Les banques locales jouent un rôle crucial dans ce processus, bien que des précisions sur les pièces justificatives requises soient encore attendues de la BCEAO.

Pour superviser ces opérations de rapatriement, chaque État membre de l’UEMOA créera un comité national de suivi. Ce comité aura pour mission de sensibiliser et de contrôler le respect par les entreprises exportatrices et les intermédiaires agréés de leurs obligations en matière de domiciliation et de rapatriement des recettes d’exportation. Il est important de noter que le champ d’intervention de ces comités est limité au rapatriement des recettes d’exportation, et n’inclut pas les emprunts auprès des non-résidents.

 

Incertitudes sur les comptes en devises

Pour les résidents de l’UEMOA

L’ouverture de comptes en devises, qu’ils soient domestiques ou à l’étranger, par les résidents de l’UEMOA requiert une autorisation préalable du Ministre des Finances après avis conforme de la BCEAO. Bien que la nouvelle réglementation des changes de l’UEMOA ne précise pas les modalités d’ouverture, certaines dispositions de l’instruction n°08/07/2011 du 13 juillet 2011 nous semblent encore applicables en attendant de nouvelles directives de la BCEAO. Il en est notamment ainsi des règles sur le fonctionnement des comptes en devises des résidents ainsi que les conditions de renouvellement de l’autorisation de détention de tels comptes.

A noter que les devises détenues à l’étranger par les résidents de la zone UEMOA doivent être rapatriées, limitant ainsi l’utilité des comptes en devises à des transactions spécifiques ou des transits.

 

Pour les non-résidents

Les banques locales de l’UEMOA doivent obtenir une autorisation préalable de la BCEAO pour ouvrir des comptes en francs CFA ou en devises pour les non-résidents.
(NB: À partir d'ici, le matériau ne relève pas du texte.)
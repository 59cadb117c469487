//! Runtime SQL value.

use serde::{Deserialize, Serialize};

/// A scalar value produced by a literal, stored in a row, or returned from a
/// query. Untagged so it round-trips through JSON as a bare scalar rather
/// than a wrapper object, matching the on-disk row format in `data/<table>.jsonl`.
#[derive(Debug, Clone, PartialEq, Eq, Hash, Serialize, Deserialize)]
#[serde(untagged)]
pub enum Value {
    Integer(i64),
    Text(String),
    Boolean(bool),
    Null,
}

impl Value {
    pub fn is_null(&self) -> bool {
        matches!(self, Value::Null)
    }

    pub fn as_integer(&self) -> Option<i64> {
        match self {
            Value::Integer(i) => Some(*i),
            _ => None,
        }
    }

    pub fn as_text(&self) -> Option<&str> {
        match self {
            Value::Text(s) => Some(s),
            _ => None,
        }
    }

    pub fn as_boolean(&self) -> Option<bool> {
        match self {
            Value::Boolean(b) => Some(*b),
            _ => None,
        }
    }
}

impl From<i64> for Value {
    fn from(v: i64) -> Self {
        Value::Integer(v)
    }
}

impl From<String> for Value {
    fn from(v: String) -> Self {
        Value::Text(v)
    }
}

impl From<bool> for Value {
    fn from(v: bool) -> Self {
        Value::Boolean(v)
    }
}

#[cfg(test)]
mod tests {
    use super::*;

    #[test]
    fn round_trips_through_json() {
        for v in [
            Value::Integer(42),
            Value::Text("hi".into()),
            Value::Boolean(true),
            Value::Null,
        ] {
            let json = serde_json::to_string(&v).unwrap();
            let back: Value = serde_json::from_str(&json).unwrap();
            assert_eq!(v, back);
        }
    }

    #[test]
    fn integer_serializes_as_bare_number() {
        assert_eq!(serde_json::to_string(&Value::Integer(7)).unwrap(), "7");
    }

    #[test]
    fn null_serializes_as_json_null() {
        assert_eq!(serde_json::to_string(&Value::Null).unwrap(), "null");
    }
}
La règle de l’instruction n°08/07/2011 qui permettait l’ouverture de ces comptes sous la responsabilité des banques locales, est désormais obsolète.

La durée de détention d’un compte en devises pour un non-résident était limité à deux ans, avec la nécessité de renouveler le statut et la résidence pour prolongation. Jusqu’à ce que la BCEAO définisse de nouvelles modalités, les dispositions sur la durée et le renouvellement des comptes en franc CFA ou en devises ouverts localement pour des non-résidents devraient rester applicables.

 

Conclusion

Visant à moderniser le cadre réglementaire et à lutter contre le blanchiment de capitaux et le financement du terrorisme, cette réforme ajoute une couche de complexité administrative pour les acteurs économiques de la zone UEMOA. Les entreprises et les banques locales devront s’adapter à ces nouvelles exigences pour éviter des blocages dans leurs opérations financières.